71      S’agissant, d’une part, des objectifs poursuivis par le législateur de l’Union dans le cadre de la réforme de 2014, il ressort du considérant 29 du règlement no 1023/2013, qui a modifié le statut et le RAA afin de mettre en œuvre cette réforme, qu'« [i]l convient de prévoir des dispositions transitoires afin de permettre une mise en œuvre progressive des nouvelles règles et mesures, sans préjudice des droits acquis et des attentes légitimes du personnel en place avant l’entrée en vigueur des présentes modifications du statut ».

72      Comme le Tribunal le relève à bon droit au point 67 de l’arrêt attaqué, au nombre de ces dispositions transitoires figurent non seulement les articles 21 et 22 de l’annexe XIII du statut, mais également l’article 1er, paragraphe 1, de l’annexe du RAA.

73      Dès lors, au regard du considérant 29 du règlement no 1023/2013, il y a lieu de constater que lesdites dispositions transitoires ont été établies sans préjudice des « attentes légitimes » du « personnel en place » au 31 décembre 2013. Il s’agit d’une formulation large, allant au-delà des droits acquis au sens strict et s’appliquant à tout le personnel de l’Union, et non aux seuls fonctionnaires de celle-ci.

74      Il convient donc, ainsi que M. l’avocat général l’a relevé, en substance, au point 54 de ses conclusions, d’interpréter l’article 1er, paragraphe 1, de l’annexe du RAA à la lumière des objectifs tenant au respect des droits acquis et des attentes légitimes des autres agents de l’Union engagés par un contrat au 31 décembre 2013.
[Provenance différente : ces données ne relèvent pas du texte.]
//! The word list mapping vocabulary terms to feature indices.

use std::collections::HashMap;
use std::fs::File;
use std::io::{BufRead, BufReader, BufWriter, Read, Write};
use std::path::Path;

use crate::error::{FeatureError, Result};

/// An ordered vocabulary: every word owns one feature index.
///
/// Built from corpus word counts or loaded from a listing file; the word
/// order on disk is the feature order of every split built against it.
#[derive(Debug, Clone, Default)]
pub struct Vocabulary {
    words: Vec<String>,
    index: HashMap<String, usize>,
}

impl Vocabulary {
    /// The `n` most frequent words of `counts`, listed alphabetically.
    ///
    /// Frequency picks the words, the alphabet orders them; ties at the
    /// cutoff break alphabetically as well so the selection is
    /// deterministic.
    pub fn from_counts(counts: &HashMap<String, usize>, n: usize) -> Self {
        let mut ranked: Vec<(&String, &usize)> = counts.iter().collect();
        ranked.sort_by(|a, b| b.1.cmp(a.1).then_with(|| a.0.cmp(b.0)));
        ranked.truncate(n);

        let mut words: Vec<String> = ranked.into_iter().map(|(w, _)| w.clone()).collect();
        words.sort();
        Self::from_words(words)
    }

    fn from_words(words: Vec<String>) -> Self {
        let index = words
            .iter()
            .enumerate()
            .map(|(i, w)| (w.clone(), i))
            .collect();
        Self { words, index }
    }

    pub fn len(&self) -> usize {
        self.words.len()
    }

    pub fn is_empty(&self) -> bool {
        self.words.is_empty()
    }

    /// Feature index of `word`, if it is part of the vocabulary.
    pub fn index_of(&self, word: &str) -> Option<usize> {
        self.index.get(word).copied()
    }

    /// Word owning feature `index`.
    pub fn word(&self, index: usize) -> Option<&str> {
        self.words.get(index).map(String::as_str)
    }

    /// All words in feature order.
    pub fn words(&self) -> &[String] {
        &self.words
    }

    /// Writes the listing, one word per line.
    pub fn save(&self, path: &Path) -> Result<()> {
        let mut out = BufWriter::new(File::create(path)?);
        for word in &self.words {
            writeln!(out, "{word}")?;
        }
        out.flush()?;
        Ok(())
    }

    /// Loads a listing written by [`Vocabulary::save`].
    pub fn load(path: &Path) -> Result<Self> {
        Self::read_from(BufReader::new(File::open(path)?))
    }

    fn read_from<R: BufRead>(mut reader: R) -> Result<Self> {
        let mut text = String::new();
        reader.read_to_string(&mut text)?;
        let words: Vec<String> = text.split_whitespace().map(str::to_owned).collect();
        if words.is_empty() {
            return Err(FeatureError::EmptyVocabulary);
        }
        Ok(Self::from_words(words))
    }
}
75      S’agissant, d’autre part, du contexte de cette disposition, il y a lieu d’observer, en premier lieu, qu’il ressort de l’article 83, paragraphe 2, du statut que les fonctionnaires contribuent pour un tiers au financement de ce régime de pensions, cette contribution étant fixée à un pourcentage déterminé du traitement de base (arrêt du 10 mai 2017, de Lobkowicz, C‑690/15, EU:C:2017:355, point 43). Tous les fonctionnaires percevant un traitement ou une indemnité à charge de l’Union et qui ne sont pas encore pensionnés doivent contribuer au régime de pensions instauré par le statut (voir, en ce sens, arrêt du 9 juin 1992, Lestelle/Commission, C‑30/91 P, EU:C:1992:252, point 23). Ces contributions confèrent au fonctionnaire le droit à une pension d’ancienneté indépendamment des fonctions qu’il exerce au sein de l’administration de l’Union.
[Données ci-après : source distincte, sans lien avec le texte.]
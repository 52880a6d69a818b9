use ndarray::ArrayView1;

use crate::check::{check_shapes, ArgShape, ArgSpec};
use crate::error::Result;

/// Fraction of positions where predicted and expected labels agree.
///
/// # Errors
/// Fails when the vectors disagree in length.
pub fn accuracy(predicted: ArrayView1<'_, i32>, expected: ArrayView1<'_, i32>) -> Result<f64> {
    check_shapes(
        &[ArgSpec::Array(&['m']), ArgSpec::Array(&['m'])],
        &[ArgShape::vector(&predicted), ArgShape::vector(&expected)],
    )?;
    let hits = predicted
        .iter()
        .zip(expected.iter())
        .filter(|(p, e)| p == e)
        .count();
    Ok(hits as f64 / predicted.len() as f64)
}

#[cfg(test)]
mod tests {
    use super::*;
    use ndarray::arr1;

    #[test]
    fn counts_agreements() {
        let predicted = arr1(&[1, 0, 1, 1]);
        let expected = arr1(&[1, 1, 1, 0]);
        assert_eq!(accuracy(predicted.view(), expected.view()).unwrap(), 0.5);
    }

    #[test]
    fn length_mismatch_is_rejected() {
        let predicted = arr1(&[1, 0]);
        let expected = arr1(&[1]);
        assert!(accuracy(predicted.view(), expected.view()).is_err());
    }
}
76      Par ailleurs, il convient de relever qu’un fonctionnaire entré en service avant le 1er janvier 2014 bénéficie, sous certaines conditions, des dispositions transitoires prévues à l’article 21, second alinéa, et à l’article 22, paragraphe 1, deuxième alinéa, de l’annexe XIII du statut, qui lui permettent de maintenir le taux annuel d’acquisition des droits à pension et l’âge de départ à la retraite, tels que fixés par le statut avant sa modification par le règlement no 1023/2013. Or, un fonctionnaire entré en service avant cette date et dont les fonctions seraient substantiellement modifiées après celle-ci ne perdrait pas, de ce seul fait, le bénéfice de ces dispositions transitoires au titre, notamment, des contributions qu’il continue à verser à ce régime de pensions pendant la durée de son service.

77      En second lieu, il importe de souligner que le statut et le RAA instituent un régime de pensions commun aux fonctionnaires et aux autres agents.
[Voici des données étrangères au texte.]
//! Typed request frames.
//!
//! Each frame kind is a struct with named fields; `encode` lays the fields
//! out and appends the checksum so no caller does offset arithmetic.

use crate::codec;
use crate::protocol as proto;
use std::fmt;
use std::ops::Deref;

/// Longest request frame the controller accepts.
pub const MAX_FRAME_LEN: usize = 8;

/// Header of every request: address, function code, register start, register count.
const HEADER_LEN: usize = 4;

/// Largest register payload that still fits into a frame.
pub const MAX_PAYLOAD_LEN: usize = MAX_FRAME_LEN - HEADER_LEN - codec::CHECKSUM_LEN;

/// An encoded request, ready to be transmitted.
#[derive(Clone, Copy, PartialEq, Eq)]
pub struct Frame {
    bytes: [u8; MAX_FRAME_LEN],
    len: usize,
}

impl Frame {
    pub fn as_bytes(&self) -> &[u8] {
        &self.bytes[..self.len]
    }
}

impl Deref for Frame {
    type Target = [u8];
    fn deref(&self) -> &Self::Target {
        self.as_bytes()
    }
}

impl AsRef<[u8]> for Frame {
    fn as_ref(&self) -> &[u8] {
        self.as_bytes()
    }
}

impl fmt::Debug for Frame {
    fn fmt(&self, f: &mut fmt::Formatter<'_>) -> fmt::Result {
        write!(f, "Frame({})", self)
    }
}

impl fmt::Display for Frame {
    fn fmt(&self, f: &mut fmt::Formatter<'_>) -> fmt::Result {
        write!(f, "{}", HexBytes(self.as_bytes()))
    }
}

/// Formats a byte slice as space separated upper case hex pairs.
pub struct HexBytes<'a>(pub &'a [u8]);

impl fmt::Display for HexBytes<'_> {
    fn fmt(&self, f: &mut fmt::Formatter<'_>) -> fmt::Result {
        for (i, byte) in self.0.iter().enumerate() {
            if i > 0 {
                f.write_str(" ")?;
            }
            write!(f, "{byte:02X}")?;
        }
        Ok(())
    }
}

/// Function `0x10`: write consecutive one-byte registers.
///
/// Layout: `address, 0x10, start, count, payload.., crc_lo, crc_hi` with
/// `count == payload.len()`.
#[derive(Debug, Clone, Copy)]
pub struct WriteRegisters<'a> {
    pub address: proto::Address,
    pub start: u8,
    pub payload: &'a [u8],
}

impl WriteRegisters<'_> {
    /// # Panics
    ///
    /// Panics if the payload is longer than [`MAX_PAYLOAD_LEN`].
    pub fn encode(&self) -> Frame {
        assert!(
            self.payload.len() <= MAX_PAYLOAD_LEN,
            "register payload of {} bytes does not fit a frame",
            self.payload.len()
        );
        let mut bytes = [0u8; MAX_FRAME_LEN];
        bytes[0] = *self.address;
        bytes[1] = proto::FUNCTION_WRITE_REGISTERS;
        bytes[2] = self.start;
        bytes[3] = self.payload.len() as u8;
        let coverage = HEADER_LEN + self.payload.len();
        bytes[HEADER_LEN..coverage].copy_from_slice(self.payload);
        codec::append_checksum(&mut bytes, coverage);
        Frame {
            bytes,
            len: coverage + codec::CHECKSUM_LEN,
        }
    }
}

/// Function `0x03`: read consecutive one-byte registers.
///
/// Layout on the wire: `address, 0x03, start, count, crc_lo, crc_hi`. The
/// controller expects the checksum right after the register count; the two
/// zero bytes a standard read would carry are never transmitted and not
/// covered by the checksum.
#[derive(Debug, Clone, Copy)]
pub struct ReadRegisters {
    pub address: proto::Address,
    pub start: u8,
    pub count: u8,
}

impl ReadRegisters {
    pub fn encode(&self) -> Frame {
        let mut bytes = [0u8; MAX_FRAME_LEN];
        bytes[0] = *self.address;
        bytes[1] = proto::FUNCTION_READ_REGISTERS;
        bytes[2] = self.start;
        bytes[3] = self.count;
        codec::append_checksum(&mut bytes, HEADER_LEN);
        Frame {
            bytes,
            len: HEADER_LEN + codec::CHECKSUM_LEN,
        }
    }
}

#[cfg(test)]
mod tests {
    use super::*;

    fn address(value: u8) -> proto::Address {
        proto::Address::try_from(value).unwrap()
    }

    #[test]
    fn write_frame_layout() {
        let frame = WriteRegisters {
            address: address(3),
            start: 0x11,
            payload: &[0x01],
        }
        .encode();
        assert_eq!(frame.len(), 7);
        assert_eq!(&frame[..5], &[0x03, 0x10, 0x11, 0x01, 0x01]);
        assert!(codec::validate(&frame));
    }

    #[test]
    fn read_frame_layout() {
        let frame = ReadRegisters {
            address: address(1),
            start: 0x15,
            count: 2,
        }
        .encode();
        assert_eq!(frame.len(), 6);
        let crc = codec::compute_checksum(&[0x01, 0x03, 0x15, 0x02]).to_le_bytes();
        assert_eq!(frame.as_bytes(), &[0x01, 0x03, 0x15, 0x02, crc[0], crc[1]]);
    }

    #[test]
    #[should_panic]
    fn oversized_payload_panics() {
        WriteRegisters {
            address: address(1),
            start: 0x15,
            payload: &[0; MAX_PAYLOAD_LEN + 1],
        }
        .encode();
    }

    #[test]
    fn hex_formatting() {
        assert_eq!(HexBytes(&[0x01, 0xAB, 0x00]).to_string(), "01 AB 00");
        assert_eq!(HexBytes(&[]).to_string(), "");
        let frame = ReadRegisters {
            address: address(1),
            start: 0x15,
            count: 2,
        }
        .encode();
        assert!(format!("{frame:?}").starts_with("Frame(01 03 15 02 "));
    }
}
78      En effet, compte tenu du renvoi aux conditions prévues au chapitre 3 du titre V du statut, effectué par l’article 39, paragraphe 1, ainsi que par l’article 109, paragraphe 1, du RAA, les agents temporaires et les agents contractuels contribuent également, dans les conditions fixées à l’article 83, paragraphe 2, du statut, au financement de ce régime de pensions.

79      Dès lors, aux fins de l’application des dispositions transitoires relatives audit régime de pensions, prévues aux articles 21 et 22 de l’annexe XIII du statut, un agent contractuel, tel que le requérant, se trouve dans une situation analogue à celle d’un fonctionnaire, telle qu’exposée au point 76 du présent arrêt, lorsqu’intervient une modification de sa relation de travail avec l’administration de l’Union après le 31 décembre 2013 n’entraînant pas d’interruption dans le versement de contributions au régime de pensions de l’Union.

80      Il s’ensuit que, conformément à l’interprétation contextuelle de l’article 1er, paragraphe 1, deuxième phrase, de l’annexe du RAA ainsi qu’aux objectifs des dispositions transitoires y prévues, rappelés au point 74 du présent arrêt et tenant au respect des droits acquis et des attentes légitimes des autres agents de l’Union engagés par un contrat au 31 décembre 2013, un agent autre qu’un fonctionnaire, engagé au plus tard à cette date et dont les fonctions auraient été substantiellement modifiées par un nouveau contrat conclu après celle-ci, devrait, par analogie avec ce qui s’applique aux fonctionnaires se trouvant dans une situation telle que celle décrite au point 76 du présent arrêt, bénéficier de ces dispositions transitoires, dès lors qu’il n’a pas cessé de contribuer au financement de ce régime de pensions.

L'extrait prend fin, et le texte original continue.